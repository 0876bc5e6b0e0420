//! Swing point detection
//!
//! A bar is a swing high when its high is >= every other high within
//! `left` bars before and `right` bars after it (mirror rule for swing lows).
//! The `right` most recent bars can never be classified yet.

use super::bars::Bar;
use chrono::{DateTime, Utc};
use serde::{Deserialize, Serialize};

#[derive(Debug, Clone, Serialize, Deserialize)]
#[serde(default)]
pub struct SwingConfig {
    /// Bars required before the candidate
    pub left_bars: usize,
    /// Bars required after the candidate (confirmation lag)
    pub right_bars: usize,
    /// Only the most recent bars are scanned each call
    pub max_window: usize,
}

impl Default for SwingConfig {
    fn default() -> Self {
        Self {
            left_bars: 3,
            right_bars: 1,
            max_window: 100,
        }
    }
}

#[derive(Debug, Clone, Copy, PartialEq, Eq, Serialize, Deserialize)]
pub enum SwingKind {
    High,
    Low,
}

impl std::fmt::Display for SwingKind {
    fn fmt(&self, f: &mut std::fmt::Formatter<'_>) -> std::fmt::Result {
        match self {
            SwingKind::High => write!(f, "HIGH"),
            SwingKind::Low => write!(f, "LOW"),
        }
    }
}

#[derive(Debug, Clone, PartialEq, Serialize, Deserialize)]
pub struct SwingPoint {
    pub price: f64,
    pub kind: SwingKind,
    /// Sequence index of the swing bar
    pub index: usize,
    pub timestamp: DateTime<Utc>,
    pub left_bars: usize,
    pub right_bars: usize,
}

/// Neighbour range for position `i`, `None` when it can't be classified
fn neighbours(len: usize, i: usize, left: usize, right: usize) -> Option<(usize, usize)> {
    if i < left || i + right >= len {
        return None;
    }
    Some((i - left, i + right))
}

pub fn is_swing_high(bars: &[Bar], i: usize, left: usize, right: usize) -> bool {
    let Some((from, to)) = neighbours(bars.len(), i, left, right) else {
        return false;
    };
    let high = bars[i].high;
    (from..=to).filter(|&j| j != i).all(|j| high >= bars[j].high)
}

pub fn is_swing_low(bars: &[Bar], i: usize, left: usize, right: usize) -> bool {
    let Some((from, to)) = neighbours(bars.len(), i, left, right) else {
        return false;
    };
    let low = bars[i].low;
    (from..=to).filter(|&j| j != i).all(|j| low <= bars[j].low)
}

/// Detect swings over the last `config.max_window` bars.
///
/// `first_index` is the sequence index of `bars[0]`. The result is ordered by
/// bar index; a bar that is both a swing high and a swing low (outside bar)
/// produces two points, high first.
pub fn detect_swings(bars: &[Bar], first_index: usize, config: &SwingConfig) -> Vec<SwingPoint> {
    let start = bars.len().saturating_sub(config.max_window);
    let window = &bars[start..];
    let base = first_index + start;

    let mut swings = Vec::new();
    for i in 0..window.len() {
        if is_swing_high(window, i, config.left_bars, config.right_bars) {
            swings.push(SwingPoint {
                price: window[i].high,
                kind: SwingKind::High,
                index: base + i,
                timestamp: window[i].timestamp,
                left_bars: config.left_bars,
                right_bars: config.right_bars,
            });
        }
        if is_swing_low(window, i, config.left_bars, config.right_bars) {
            swings.push(SwingPoint {
                price: window[i].low,
                kind: SwingKind::Low,
                index: base + i,
                timestamp: window[i].timestamp,
                left_bars: config.left_bars,
                right_bars: config.right_bars,
            });
        }
    }
    swings
}

/// Most recent swing of `kind` at or before `max_index`
pub fn last_swing_before(swings: &[SwingPoint], kind: SwingKind, max_index: usize) -> Option<&SwingPoint> {
    swings
        .iter()
        .rev()
        .find(|s| s.kind == kind && s.index <= max_index)
}
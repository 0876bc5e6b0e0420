//! Trading Core - market-structure detection and the signal orchestrator
//!
//! Detectors are pure functions over a bar window (swings, sweeps,
//! displacement, structure breaks, FVGs, impulse legs, SMT) plus a few
//! trackers that carry state across bars (FVG and OTE arenas, MMXM phase,
//! key levels).
//! [`strategy::IctStrategy`] chains them through the [`state_machine`] and
//! hands finished setups to the risk manager.

pub mod bars;
pub mod signal;
pub mod swings;
pub mod sweep;
pub mod levels;
pub mod displacement;
pub mod structure;
pub mod fvg;
pub mod impulse;
pub mod ote;
pub mod mmxm;
pub mod smt;
pub mod session;
pub mod filters;
pub mod state_machine;
pub mod strategy;

// Re-export commonly used types
pub use bars::{Bar, BarHistory};
pub use signal::{Bias, Direction, EntryType, Fill, Signal};
pub use swings::{SwingConfig, SwingKind, SwingPoint};
pub use sweep::{LevelSide, LiquidityZone, SessionLevels, SweepConfig, SweepDirection, SweepEvent, SweepKind};
pub use levels::KeyLevelTracker;
pub use displacement::{DisplacementConfig, DisplacementEvent};
pub use structure::{BreakKind, CisdEvent, StructureBreak, StructureConfig};
pub use fvg::{EntryMode, FvgConfig, FvgTracker, FvgZone, MitigationRule};
pub use impulse::{ImpulseConfig, ImpulseLeg};
pub use ote::{OteConfig, OteTracker, OteZone};
pub use mmxm::{MmxmConfig, MmxmModel, MmxmPhase, MmxmState, MmxmTracker};
pub use smt::{SmtConfig, SmtDivergence};
pub use session::{KillzoneWindow, SessionConfig, SessionFilter, TradingWindow};
pub use filters::{DealingRange, PriceZone, TrendFilterMode};
pub use state_machine::{InvalidationReason, PendingSetup, SignalState, SignalStateMachine, StateTransition};
pub use strategy::{IctStrategy, OrchestratorConfig, Strategy};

┄┄┄┄┄┄┄┄┄┄

■ Work to complete ■
Note every line of the records that holds the word "Deserialize", and copy it.

■ Output for this task ■
use serde::{Deserialize, Serialize};
#[derive(Debug, Clone, Serialize, Deserialize)]
#[derive(Debug, Clone, Copy, PartialEq, Eq, Serialize, Deserialize)]
#[derive(Debug, Clone, PartialEq, Serialize, Deserialize)]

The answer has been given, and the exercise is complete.